#### [Work task]
Look for "async" in each line of the records, and copy the lines that have it.

#### [The records]
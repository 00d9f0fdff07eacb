//! cvmbox - nested workspace container supervisor
//!
//! Starts sysbox and an inner dockerd inside the outer container, builds the
//! workspace container on top of them and keeps supervising the daemons
//! until one of them exits or the process is asked to stop.

mod cli;

use std::collections::BTreeMap;
use std::future::Future;
use std::process::ExitCode;
use std::sync::Arc;
use std::time::Duration;

use anyhow::{bail, Context, Result};
use clap::Parser;
use tokio_util::sync::CancellationToken;
use tracing::{info, warn};

use cvmbox_agent::{
    run_workspace, wait_ready, BuildPipeline, ContainerClient, DaemonConfig, DaemonSet,
    DockerClient, LogReporter, OsFilesystem, OsMounter, PipelineDeps, ProgressReporter,
    ReadinessConfig,
};
use cvmbox_observability::{
    init_logging, log_fatal, BuildLogConfig, BuildLogSink, BuildLogWriter, HttpLogPublisher,
};

use crate::cli::{Cli, Commands, DockerArgs};

const READY_INTERVAL: Duration = Duration::from_millis(500);

// ---------------------------------------------------------------------------
// Entrypoint
// ---------------------------------------------------------------------------

#[tokio::main]
async fn main() -> ExitCode {
    let cli = Cli::parse();

    let _log_guard = match init_logging(&cli.logging_config()) {
        Ok(guard) => guard,
        Err(e) => {
            eprintln!("{e}");
            return ExitCode::FAILURE;
        }
    };

    let result = match cli.command {
        Commands::Docker(args) => cmd_docker(args).await,
    };

    match result {
        Ok(()) => ExitCode::SUCCESS,
        Err(e) => {
            log_fatal(&format!("{e:#}"));
            ExitCode::FAILURE
        }
    }
}

// ---------------------------------------------------------------------------
// docker subcommand
// ---------------------------------------------------------------------------

/// Progress reporting into the remote build log
struct BuildLogProgress(BuildLogWriter);

impl ProgressReporter for BuildLogProgress {
    fn report(&self, message: &str) {
        info!(progress = true, "{message}");
        self.0.info(message);
    }
}

async fn cmd_docker(args: DockerArgs) -> Result<()> {
    let host_env: BTreeMap<String, String> = std::env::vars().collect();
    let config = args.build_config(host_env)?;

    let sink = args.build_log_url.as_ref().map(|url| {
        BuildLogSink::spawn(
            Arc::new(HttpLogPublisher::new(url, &args.agent_token)),
            BuildLogConfig::default(),
        )
    });
    let progress: Arc<dyn ProgressReporter> = match &sink {
        Some(sink) => Arc::new(BuildLogProgress(sink.writer())),
        None => Arc::new(LogReporter),
    };

    let socket = args
        .docker_socket
        .to_str()
        .context("Docker socket path is not valid UTF-8")?;
    let daemons = DaemonSet::new(DaemonConfig {
        socket: args.docker_socket.clone(),
        ..Default::default()
    });
    let client: Arc<dyn ContainerClient> =
        Arc::new(DockerClient::connect(socket).context("Failed to connect to dockerd")?);

    let cancel = CancellationToken::new();
    let result =
        build_and_supervise(&args, config, &daemons, client, progress.clone(), &cancel).await;

    if let (Err(e), Some(sink)) = (&result, &sink) {
        sink.writer().error(&format!("{e:#}"));
    }
    drop(progress);
    if let Some(sink) = sink {
        if let Err(e) = sink.close().await {
            warn!(error = %e, "failed to flush build logs");
        }
    }

    daemons.shutdown().await;
    result
}

async fn build_and_supervise(
    args: &DockerArgs,
    config: cvmbox_agent::BuildConfig,
    daemons: &DaemonSet,
    client: Arc<dyn ContainerClient>,
    progress: Arc<dyn ProgressReporter>,
    cancel: &CancellationToken,
) -> Result<()> {
    progress.report("Starting container runtime");
    daemons.start().await.context("Failed to start daemons")?;
    wait_ready(client.as_ref(), READY_INTERVAL, args.ready_timeout())
        .await
        .context("dockerd did not become ready")?;

    let deps = PipelineDeps::new(
        Arc::clone(&client),
        Arc::new(OsFilesystem),
        Arc::new(OsMounter::default()),
    )
    .with_progress(progress);
    let pipeline = BuildPipeline::new(config, deps);
    let readiness = ReadinessConfig {
        interval: READY_INTERVAL,
        timeout: args.ready_timeout(),
    };

    let build = async {
        tokio::select! {
            result = run_workspace(&pipeline, daemons, client.as_ref(), &readiness, cancel) => {
                result.context("Failed to build workspace")
            }
            err = daemons.watch_mandatory() => Err(err.into()),
            err = daemons.watch_dockerd() => Err(err.into()),
        }
    };
    let handle = interruptible(build, tokio::signal::ctrl_c(), cancel).await?;
    info!(
        container = %handle.container_id,
        image = %pipeline.config().image,
        "workspace is running"
    );

    tokio::select! {
        err = daemons.watch_mandatory() => Err(err.into()),
        err = daemons.watch_dockerd() => Err(err.into()),
        _ = tokio::signal::ctrl_c() => {
            info!("shutting down");
            Ok(())
        }
    }
}

/// Run `work` unless `interrupt` resolves first, in which case `cancel` is
/// cancelled and the build counts as failed
async fn interruptible<T>(
    work: impl Future<Output = Result<T>>,
    interrupt: impl Future<Output = std::io::Result<()>>,
    cancel: &CancellationToken,
) -> Result<T> {
    tokio::select! {
        result = work => result,
        signal = interrupt => {
            cancel.cancel();
            if let Err(e) = signal {
                bail!("failed to listen for interrupts: {e}");
            }
            bail!("interrupted while building workspace")
        }
    }
}

#[cfg(test)]
mod tests {
    use super::*;

    #[tokio::test]
    async fn test_interrupt_fails_the_build() {
        let cancel = CancellationToken::new();
        let err = interruptible(std::future::pending::<Result<()>>(), async { Ok(()) }, &cancel)
            .await
            .unwrap_err();

        assert!(err.to_string().contains("interrupted"));
        assert!(cancel.is_cancelled());
    }

    #[tokio::test]
    async fn test_finished_build_is_not_interrupted() {
        let cancel = CancellationToken::new();
        let value = interruptible(async { Ok(7) }, std::future::pending(), &cancel)
            .await
            .unwrap();

        assert_eq!(value, 7);
        assert!(!cancel.is_cancelled());
    }
}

#### [Written solution]
async fn main() -> ExitCode {
async fn cmd_docker(args: DockerArgs) -> Result<()> {
async fn build_and_supervise(
    let build = async {
async fn interruptible<T>(
    async fn test_interrupt_fails_the_build() {
        let err = interruptible(std::future::pending::<Result<()>>(), async { Ok(()) }, &cancel)
    async fn test_finished_build_is_not_interrupted() {
        let value = interruptible(async { Ok(7) }, std::future::pending(), &cancel)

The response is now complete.